Medicine is still as much art as science or we could all be patients of Robo-doc. Obviously, diagnostic tests are not always perfect; of course, there are some false positives. However, I think often of a 45-year-old man whose life was saved because despite his youth and all statistical odds he did have prostate cancer, which was found in time, and remember sadly a 29-year-old mother who died after she was denied early testing for a breast lump because she was “far too young to have cancer.”

ARTHUR D. SILK MD

Board of Directors

Orange County Medical Assn.

* Much has been reported these last few weeks concerning the American health system. As President Clinton stated, we have the finest health care in the world. The system is not perfect and has flaws that must be rectified. Every physician I know thinks that some form of change is needed to make health-care delivery more equitable for all. The blame for rising health-care costs has been painted over a broad canvas including physicians, insurance and pharmaceutical companies, bureaucracy and lawyers.
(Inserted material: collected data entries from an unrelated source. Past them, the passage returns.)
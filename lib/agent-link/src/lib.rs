//! Peer transport for the router agent
//!
//! This library provides:
//! - Newline-delimited JSON frames and their codec
//! - Per-connection sessions that classify peers and post control plane events
//! - Remote router and broker handles driven over the `$management` link
//! - The peer listener (TLS with plain fallback) and the sibling dialer

pub mod connection;
pub mod dialer;
pub mod error;
pub mod frame;
pub mod peer;
pub mod server;
pub mod tls;

pub use connection::{ConnectionIds, Endpoint, Outbound};
pub use dialer::Dialer;
pub use error::{LinkError, Result};
pub use frame::{Frame, FrameReader, FrameWriter, LinkRole};
pub use peer::{LinkSender, Management, RemoteBroker, RemoteRouter};
pub use server::{AgentListener, ListenerConfig, PLAIN_PORT, TLS_PORT};
pub use tls::{CertificateMaterial, TlsServerConfig};
//! Remote peer handles backing the control plane's link traits

use crate::connection::Outbound;
use crate::frame::{Frame, LinkRole};
use agent_api::message::MANAGEMENT_ADDRESS;
use agent_api::{AddressDefinition, ApiError, Connector, ManagementRequest, ManagementResponse, Message};
use agent_core::{BrokerEvent, BrokerLink, ConnectionId, CoreError, MessageSender, RouterEvent, RouterLink};
use std::collections::HashMap;
use std::sync::atomic::{AtomicU64, Ordering};
use std::sync::{Arc, Mutex, MutexGuard, PoisonError};
use tracing::{debug, warn};

/// What an outstanding management request was for
#[derive(Clone, Debug, PartialEq)]
pub enum Pending {
    Listeners,
    Connectors,
    CreateConnector(Connector),
    DeleteConnector(String),
    RouterSync(u64),
    BrokerSync(u64),
}

impl Pending {
    fn operation(&self) -> &'static str {
        match self {
            Pending::Listeners => "query_listeners",
            Pending::Connectors => "query_connectors",
            Pending::CreateConnector(_) => "create_connector",
            Pending::DeleteConnector(_) => "delete_connector",
            Pending::RouterSync(_) | Pending::BrokerSync(_) => "sync_addresses",
        }
    }

    pub fn router_event(self, response: ManagementResponse) -> RouterEvent {
        match (self, response) {
            (Pending::CreateConnector(connector), ManagementResponse::Ok) => RouterEvent::ConnectorCreated(connector),
            (Pending::CreateConnector(connector), ManagementResponse::Error { description }) => {
                RouterEvent::ConnectorFailed {
                    name: connector.name,
                    error: description,
                }
            }
            (Pending::DeleteConnector(name), ManagementResponse::Ok) => RouterEvent::ConnectorDeleted(name),
            (Pending::DeleteConnector(name), ManagementResponse::Error { description }) => RouterEvent::ConnectorFailed {
                name,
                error: description,
            },
            (Pending::Listeners, ManagementResponse::Listeners { listeners }) => RouterEvent::ListenersRetrieved(listeners),
            (Pending::Connectors, ManagementResponse::Connectors { connectors }) => {
                RouterEvent::ConnectorsRetrieved(connectors)
            }
            (Pending::RouterSync(generation), ManagementResponse::Addresses { addresses }) => RouterEvent::AddressesSynced {
                generation,
                addresses,
            },
            (pending, ManagementResponse::Error { description }) => RouterEvent::RequestFailed {
                operation: pending.operation().to_string(),
                error: description,
            },
            (pending, response) => RouterEvent::RequestFailed {
                operation: pending.operation().to_string(),
                error: format!("unexpected response {:?}", response),
            },
        }
    }

    pub fn broker_event(self, response: ManagementResponse) -> BrokerEvent {
        match (self, response) {
            (Pending::BrokerSync(generation), ManagementResponse::Ok | ManagementResponse::Addresses { .. }) => {
                BrokerEvent::AddressesSynced { generation }
            }
            (pending, ManagementResponse::Error { description }) => BrokerEvent::RequestFailed {
                operation: pending.operation().to_string(),
                error: description,
            },
            (pending, response) => BrokerEvent::RequestFailed {
                operation: pending.operation().to_string(),
                error: format!("unexpected response {:?}", response),
            },
        }
    }
}

/// Request/response correlation over a peer's `$management` link
#[derive(Debug)]
pub struct Management {
    container_id: String,
    connection: ConnectionId,
    outbound: Outbound,
    next_id: AtomicU64,
    pending: Mutex<HashMap<String, Pending>>,
}

impl Management {
    pub fn new(container_id: String, connection: ConnectionId, outbound: Outbound) -> Self {
        Self {
            container_id,
            connection,
            outbound,
            next_id: AtomicU64::new(1),
            pending: Mutex::new(HashMap::new()),
        }
    }

    /// Attach frame opening the management link
    pub fn attach_frame() -> Frame {
        Frame::Attach {
            link: MANAGEMENT_ADDRESS.to_string(),
            role: LinkRole::Sender,
            source: None,
            target: Some(MANAGEMENT_ADDRESS.to_string()),
        }
    }

    pub fn container_id(&self) -> &str {
        &self.container_id
    }

    fn pending(&self) -> MutexGuard<'_, HashMap<String, Pending>> {
        self.pending.lock().unwrap_or_else(PoisonError::into_inner)
    }

    pub fn outstanding(&self) -> usize {
        self.pending().len()
    }

    /// Send a request; its response is matched by correlation id
    pub fn request(&self, request: ManagementRequest, pending: Pending) -> agent_core::Result<()> {
        let correlation_id = format!("{}-{}", self.connection, self.next_id.fetch_add(1, Ordering::SeqCst));
        let body = serde_json::to_value(&request).map_err(ApiError::from)?;
        let message = Message {
            subject: Some(request.operation().to_string()),
            to: Some(MANAGEMENT_ADDRESS.to_string()),
            reply_to: Some(MANAGEMENT_ADDRESS.to_string()),
            correlation_id: Some(correlation_id.clone()),
            body,
        };

        debug!("{} -> {}: {}", correlation_id, self.container_id, request.operation());
        self.pending().insert(correlation_id.clone(), pending);
        let frame = Frame::Transfer {
            link: MANAGEMENT_ADDRESS.to_string(),
            message,
        };
        if self.outbound.send(frame).is_err() {
            self.pending().remove(&correlation_id);
            return Err(CoreError::LinkClosed(self.container_id.clone()));
        }
        Ok(())
    }

    /// Match a response to its request. Unknown or undecodable responses are
    /// logged and dropped.
    pub fn complete(&self, message: Message) -> Option<(Pending, ManagementResponse)> {
        let Some(correlation_id) = message.correlation_id.as_deref() else {
            warn!("Uncorrelated management message from {}", self.container_id);
            return None;
        };
        let Some(pending) = self.pending().remove(correlation_id) else {
            warn!("No request {} outstanding on {}", correlation_id, self.container_id);
            return None;
        };
        match serde_json::from_value(message.body) {
            Ok(response) => Some((pending, response)),
            Err(e) => Some((
                pending,
                ManagementResponse::Error {
                    description: format!("invalid management response: {}", e),
                },
            )),
        }
    }

    fn close(&self) {
        if self.outbound.send(Frame::Close { error: None }).is_err() {
            debug!("{} already closed", self.container_id);
        }
    }
}

#[derive(Debug)]
pub struct RemoteRouter {
    management: Arc<Management>,
}

impl RemoteRouter {
    pub fn new(management: Arc<Management>) -> Self {
        Self { management }
    }
}

impl RouterLink for RemoteRouter {
    fn retrieve_listeners(&self) -> agent_core::Result<()> {
        self.management
            .request(ManagementRequest::QueryListeners, Pending::Listeners)
    }

    fn retrieve_connectors(&self) -> agent_core::Result<()> {
        self.management
            .request(ManagementRequest::QueryConnectors, Pending::Connectors)
    }

    fn create_connector(&self, connector: &Connector) -> agent_core::Result<()> {
        self.management.request(
            ManagementRequest::CreateConnector {
                connector: connector.clone(),
            },
            Pending::CreateConnector(connector.clone()),
        )
    }

    fn delete_connector(&self, name: &str) -> agent_core::Result<()> {
        self.management.request(
            ManagementRequest::DeleteConnector {
                name: name.to_string(),
            },
            Pending::DeleteConnector(name.to_string()),
        )
    }

    fn sync_addresses(&self, generation: u64, addresses: &[AddressDefinition]) -> agent_core::Result<()> {
        self.management.request(
            ManagementRequest::SyncAddresses {
                addresses: addresses.to_vec(),
            },
            Pending::RouterSync(generation),
        )
    }

    fn close(&self) {
        self.management.close();
    }
}

#[derive(Debug)]
pub struct RemoteBroker {
    management: Arc<Management>,
}

impl RemoteBroker {
    pub fn new(management: Arc<Management>) -> Self {
        Self { management }
    }
}

impl BrokerLink for RemoteBroker {
    fn sync_addresses(&self, generation: u64, addresses: &[AddressDefinition]) -> agent_core::Result<()> {
        self.management.request(
            ManagementRequest::SyncAddresses {
                addresses: addresses.to_vec(),
            },
            Pending::BrokerSync(generation),
        )
    }

    fn close(&self) {
        self.management.close();
    }
}

/// Sending end of a link a peer attached as receiver
#[derive(Debug)]
pub struct LinkSender {
    container_id: String,
    link: String,
    outbound: Outbound,
}

impl LinkSender {
    pub fn new(container_id: String, link: String, outbound: Outbound) -> Self {
        Self {
            container_id,
            link,
            outbound,
        }
    }

    fn send_frame(&self, frame: Frame) -> agent_core::Result<()> {
        self.outbound
            .send(frame)
            .map_err(|_| CoreError::LinkClosed(self.container_id.clone()))
    }
}

impl MessageSender for LinkSender {
    fn set_source(&self, address: &str) -> agent_core::Result<()> {
        self.send_frame(Frame::Attach {
            link: self.link.clone(),
            role: LinkRole::Sender,
            source: Some(address.to_string()),
            target: None,
        })
    }

    fn send(&self, message: Message) -> agent_core::Result<()> {
        self.send_frame(Frame::Transfer {
            link: self.link.clone(),
            message,
        })
    }
}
We have the finest health-care system because we have the most technologically advanced care in the world. This technology is extremely expensive and in some case it is not efficacious. It is easy to understand why the majority of one’s health costs for a lifetime are spent in the last six months of life. Ten years ago people who would have died are now kept alive in intensive-care units utilizing space-age technology. Unfortunately a good percentage of these same people are not leaving the hospital alive. They live in a twilight zone for two to three weeks before dying. We as a nation are going to have to make key and difficult decisions. Can we afford to continue pouring our limited resources into a never-ending vortex of advanced medical technology? Only after this issue is fully addressed can we hope to have any meaningful reform of our current condition.